Advancements in quantum physics are promising unparalleled performance across a range of technologies, including computing power, secure communications and precision sensing. However, practical applications of quantum have remained challenging. Coherent quantum communications (quantum information encoded in the phase of light) can be scrambled by just a few metres of propagation along optical fibres, usually requiring a laboratory-grade cryogenically cooled detection system to provide stability. The cost and complexity of this cryogenic cooling technology means that organisations haven’t been able to benefit from the rapid advancements in quantum physics in real-world applications.

Now, with this world-first trial by Toshiba, published in leading journal Nature, coherent quantum communications can be deployed on standard telecommunications infrastructure. The key breakthrough is a new system architecture that replaces unwieldy, complex cryogenic components with simple semiconductor-based devices. For the first time in a real-life deployment, quantum information encoded in the phase of a quantum light signal was shown to be perfectly stable, despite propagating over 250 km of deployed telecom fibre, using only off-the-shelf components and operating in a typical colocation data centre at room temperature.

Mirko Pittaluga, Lead Author of the study said, “Through this trial, we completely re-engineered the way that quantum information is measured and stabilised, with a unique optical configuration that completely eliminates the need for cryogenic lab-grade equipment”. Robert Woodward, Team Leader at Toshiba Europe added “The key breakthrough was using semiconductor avalanche photodiodes. This hugely simplifies deployment and enables it to go from the lab to national and international networks.”

Toshiba used this trial to demonstrate provably-secure communication over national-scale distances through its twin field quantum key distribution (QKD) protocol. QKD allows users to securely exchange confidential information (such as bank statements and health records) over an untrusted communication channel. Unlike other existing security solutions, the security of QKD derives directly from the laws of physics, meaning that it is secure against any future advancements in mathematics and computing (including the advent of quantum computers).

Toshiba invented the twin-field QKD protocol in 2018, a new technique that helps to extend the viable range of QKD, which is limited by fibre loss.
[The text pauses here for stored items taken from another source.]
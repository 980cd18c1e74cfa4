//! Approval exchange types.

use std::time::Duration;

use chrono::{DateTime, Utc};
use serde::{Deserialize, Serialize};
use uuid::Uuid;

use crate::config::Thresholds;
use crate::mission::MissionId;
use crate::selector::Selection;
use crate::tools::ToolTraits;

/// A request for an external yes/no on a mid-confidence mission.
#[derive(Debug, Clone, Serialize, Deserialize)]
pub struct ApprovalRequest {
    pub request_id: Uuid,
    pub mission_id: MissionId,
    /// The goal text, verbatim.
    pub goal: String,
    pub confidence: f64,
    /// Best tool first, then alternatives by score.
    pub tools_proposed: Vec<String>,
    pub risks: Vec<String>,
    /// Runner-up tools the approver could pick instead.
    pub alternatives: Vec<String>,
    /// How long the request stays open before timing out.
    pub time_limit: Duration,
    pub requested_at: DateTime<Utc>,
}

impl ApprovalRequest {
    pub fn new(
        mission_id: MissionId,
        goal: impl Into<String>,
        confidence: f64,
        selection: &Selection,
        risks: Vec<String>,
        time_limit: Duration,
    ) -> Self {
        let alternatives: Vec<String> = selection
            .alternatives
            .iter()
            .map(|c| c.name.clone())
            .collect();
        let mut tools_proposed = vec![selection.best.name.clone()];
        tools_proposed.extend(alternatives.iter().cloned());
        Self {
            request_id: Uuid::new_v4(),
            mission_id,
            goal: goal.into(),
            confidence: confidence.clamp(0.0, 1.0),
            tools_proposed,
            risks,
            alternatives,
            time_limit,
            requested_at: Utc::now(),
        }
    }

    /// Whether the request has outlived its window at `now`.
    pub fn expired_at(&self, now: DateTime<Utc>) -> bool {
        let deadline = self.requested_at
            + chrono::Duration::from_std(self.time_limit).unwrap_or(chrono::Duration::zero());
        now >= deadline
    }
}

/// The external decision for one request.
#[derive(Debug, Clone, Serialize, Deserialize)]
pub struct ApprovalResponse {
    pub request_id: Uuid,
    pub approved: bool,
    pub feedback: Option<String>,
    pub timestamp: DateTime<Utc>,
}

impl ApprovalResponse {
    pub fn approve(request_id: Uuid) -> Self {
        Self {
            request_id,
            approved: true,
            feedback: None,
            timestamp: Utc::now(),
        }
    }

    pub fn deny(request_id: Uuid, feedback: impl Into<String>) -> Self {
        Self {
            request_id,
            approved: false,
            feedback: Some(feedback.into()),
            timestamp: Utc::now(),
        }
    }
}

static DESTRUCTIVE_VERBS: &[&str] = &["delete", "remove", "overwrite", "send", "submit", "post"];

/// Concrete risk notes for the approver. Always names why the mission did
/// not auto-execute.
pub fn derive_risks(
    goal: &str,
    confidence: f64,
    thresholds: &Thresholds,
    tool_traits: Option<ToolTraits>,
) -> Vec<String> {
    let mut risks = vec![format!(
        "confidence {confidence:.2} is below the auto-execute threshold {:.2}",
        thresholds.high
    )];

    if let Some(traits) = tool_traits {
        if traits.side_effects {
            risks.push("the proposed tool performs side effects outside the engine".to_string());
        }
        if !traits.idempotent {
            risks.push("the proposed tool is not idempotent; retries may duplicate effects".to_string());
        }
        if !traits.deterministic {
            risks.push("the proposed tool is not deterministic; results may vary".to_string());
        }
    }

    let lowered = goal.to_lowercase();
    for verb in DESTRUCTIVE_VERBS {
        if lowered.contains(verb) {
            risks.push(format!("the goal mentions '{verb}', which may be destructive"));
            break;
        }
    }

    risks
}

#[cfg(test)]
mod tests {
    use super::*;

    #[test]
    fn expiry_is_wall_clock() {
        let request = ApprovalRequest {
            request_id: Uuid::new_v4(),
            mission_id: MissionId::new(),
            goal: "g".to_string(),
            confidence: 0.7,
            tools_proposed: vec![],
            risks: vec![],
            alternatives: vec![],
            time_limit: Duration::from_secs(300),
            requested_at: Utc::now(),
        };
        assert!(!request.expired_at(Utc::now()));
        assert!(request.expired_at(Utc::now() + chrono::Duration::seconds(301)));
    }

    #[test]
    fn risks_always_name_the_threshold() {
        let risks = derive_risks("extract stuff", 0.7, &Thresholds::default(), None);
        assert!(risks[0].contains("0.70"));
        assert!(risks[0].contains("0.85"));
    }

    #[test]
    fn destructive_goals_carry_a_warning() {
        let risks = derive_risks(
            "delete the old entries from https://example.com",
            0.7,
            &Thresholds::default(),
            None,
        );
        assert!(risks.iter().any(|r| r.contains("delete")));
    }
}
Until now, however, twin-field QKD, as a form of coherent quantum communications, had remained limited to lab-based tests. This world-first breakthrough means that twin-field QKD, along with other forms of coherent quantum communications, can start moving to real-life deployments across national and international networks, paving the way for widespread adoption of QKD for protecting operation-critical communications for businesses and governments.
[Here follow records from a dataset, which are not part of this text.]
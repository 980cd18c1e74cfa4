//! Mission events and the fold that turns them into current state.
//!
//! All mission changes are appended events; `fold` replays them in order to
//! produce the current `Mission`. Applying an event that does not fit the
//! current state is either an idempotent no-op (re-approving an approved
//! mission) or a rejected transition - never a silent overwrite.

use chrono::{DateTime, Utc};
use serde::{Deserialize, Serialize};

use super::types::{ExecutionRecord, Mission, MissionId, MissionStatus, StructuredFields};
use crate::error::{Error, Result};
use crate::tools::ToolInput;

/// Where an approval came from.
#[derive(Debug, Clone, Copy, PartialEq, Eq, Serialize, Deserialize)]
#[serde(rename_all = "snake_case")]
pub enum ApprovalSource {
    /// Confidence cleared the high threshold; no human involved.
    Auto,
    /// The approval oracle (or user) said yes.
    Oracle,
}

/// One append-only change to a mission.
#[derive(Debug, Clone, Serialize, Deserialize)]
#[serde(tag = "type", rename_all = "snake_case")]
pub enum MissionEvent {
    Proposed {
        objective: String,
        scope: Option<String>,
        fields: StructuredFields,
        at: DateTime<Utc>,
    },
    ToolSelected {
        tool: String,
        confidence: f64,
        input: ToolInput,
        at: DateTime<Utc>,
    },
    Approved {
        source: ApprovalSource,
        at: DateTime<Utc>,
    },
    ApprovalDenied {
        feedback: Option<String>,
        at: DateTime<Utc>,
    },
    ApprovalTimedOut {
        at: DateTime<Utc>,
    },
    Started {
        at: DateTime<Utc>,
    },
    Completed {
        record: ExecutionRecord,
        at: DateTime<Utc>,
    },
    Failed {
        record: Option<ExecutionRecord>,
        reason: String,
        at: DateTime<Utc>,
    },
}

impl MissionEvent {
    pub fn name(&self) -> &'static str {
        match self {
            Self::Proposed { .. } => "proposed",
            Self::ToolSelected { .. } => "tool_selected",
            Self::Approved { .. } => "approved",
            Self::ApprovalDenied { .. } => "approval_denied",
            Self::ApprovalTimedOut { .. } => "approval_timed_out",
            Self::Started { .. } => "started",
            Self::Completed { .. } => "completed",
            Self::Failed { .. } => "failed",
        }
    }

    pub fn timestamp(&self) -> DateTime<Utc> {
        match self {
            Self::Proposed { at, .. }
            | Self::ToolSelected { at, .. }
            | Self::Approved { at, .. }
            | Self::ApprovalDenied { at, .. }
            | Self::ApprovalTimedOut { at }
            | Self::Started { at }
            | Self::Completed { at, .. }
            | Self::Failed { at, .. } => *at,
        }
    }
}

/// How applying one event to the current state turned out.
pub enum Applied {
    /// State advanced to the contained mission.
    Advanced(Mission),
    /// The event repeats what already holds; nothing to append.
    NoOp(Mission),
}

/// Apply one event to the current state of a mission.
///
/// `current` is `None` only for the initial `Proposed` event.
///
/// # Errors
///
/// `Error::InvalidTransition` when the event does not apply to the current
/// state, `Error::InvariantViolation` for events arriving before `Proposed`.
pub fn apply(id: MissionId, current: Option<Mission>, event: &MissionEvent) -> Result<Applied> {
    let Some(mut mission) = current else {
        // Only a proposal can bring a mission into existence.
        return match event {
            MissionEvent::Proposed {
                objective,
                scope,
                fields,
                at,
            } => Ok(Applied::Advanced(Mission {
                id,
                objective: objective.clone(),
                scope: scope.clone(),
                status: MissionStatus::Proposed,
                created_at: *at,
                approved_at: None,
                fields: fields.clone(),
                tool: None,
                tool_confidence: 0.0,
                tool_input: None,
                execution: None,
            })),
            other => Err(Error::InvariantViolation(format!(
                "event '{}' for unknown mission {id}",
                other.name()
            ))),
        };
    };

    let from = mission.status;
    let reject = |event: &MissionEvent| {
        Err(Error::InvalidTransition {
            mission: id,
            from,
            event: event.name(),
        })
    };

    match event {
        MissionEvent::Proposed { .. } => reject(event),

        MissionEvent::ToolSelected {
            tool,
            confidence,
            input,
            ..
        } => match from {
            MissionStatus::Proposed => {
                mission.tool = Some(tool.clone());
                mission.tool_confidence = confidence.clamp(0.0, 1.0);
                mission.tool_input = Some(input.clone());
                Ok(Applied::Advanced(mission))
            }
            _ => reject(event),
        },

        MissionEvent::Approved { at, .. } => match from {
            MissionStatus::Proposed => {
                mission.status = MissionStatus::Approved;
                mission.approved_at = Some(*at);
                Ok(Applied::Advanced(mission))
            }
            // Re-approving an approved mission is a no-op, not an error.
            MissionStatus::Approved => Ok(Applied::NoOp(mission)),
            _ => reject(event),
        },

        MissionEvent::ApprovalDenied { .. } => match from {
            MissionStatus::Proposed => {
                mission.status = MissionStatus::ApprovalDenied;
                Ok(Applied::Advanced(mission))
            }
            MissionStatus::ApprovalDenied => Ok(Applied::NoOp(mission)),
            _ => reject(event),
        },

        MissionEvent::ApprovalTimedOut { .. } => match from {
            MissionStatus::Proposed => {
                mission.status = MissionStatus::ApprovalTimeout;
                Ok(Applied::Advanced(mission))
            }
            MissionStatus::ApprovalTimeout => Ok(Applied::NoOp(mission)),
            _ => reject(event),
        },

        MissionEvent::Started { .. } => match from {
            // Execution may only start from approved. A proposed mission
            // cannot jump straight to active.
            MissionStatus::Approved => {
                mission.status = MissionStatus::Active;
                Ok(Applied::Advanced(mission))
            }
            MissionStatus::Active => Ok(Applied::NoOp(mission)),
            _ => reject(event),
        },

        MissionEvent::Completed { record, .. } => match from {
            MissionStatus::Active => {
                mission.status = MissionStatus::Completed;
                mission.execution = Some(record.clone());
                Ok(Applied::Advanced(mission))
            }
            _ => reject(event),
        },

        MissionEvent::Failed { record, .. } => match from {
            MissionStatus::Active => {
                mission.status = MissionStatus::Failed;
                mission.execution = record.clone();
                Ok(Applied::Advanced(mission))
            }
            _ => reject(event),
        },
    }
}

/// Fold a mission's full event history into its current state.
///
/// # Errors
///
/// Any error from `apply`; a stored history that fails to fold indicates a
/// broken invariant, and processing of that mission halts.
pub fn fold(id: MissionId, events: &[MissionEvent]) -> Result<Mission> {
    let mut current: Option<Mission> = None;
    for event in events {
        current = Some(match apply(id, current, event)? {
            Applied::Advanced(m) | Applied::NoOp(m) => m,
        });
    }
    current.ok_or(Error::MissionNotFound(id))
}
Toshiba has led the way in quantum-safe technologies such as QKD since 1999, achieving a series of research world-firsts alongside commercialising the technology, such as through the opening of a quantum-safe communication network in London in partnership with BT, working with customers including leading banks like HSBC to deploy QKD, and partnering with companies like AWS and Equinix to further develop networking applications for QKD.

Andrew Shields, Vice President and Head of Quantum Technology at Toshiba Europe, said, “We are proud of the world-firsts we’ve achieved in QKD development and commercialisation at Toshiba. This trial represents another significant milestone in scaling QKD even further towards our end-goal of building a quantum internet that connects major cities and countries together, with quantum-safe protection at its core.”

The work was partially funded by the EU through the H2020 project, OpenQKD, in addition to receiving funding from the Ministry of Internal Affairs and Communications, Japan, via the project of ICT priority technology (JPMI00316) “Research and Development for Construction of a Global Quantum Cryptography Network.”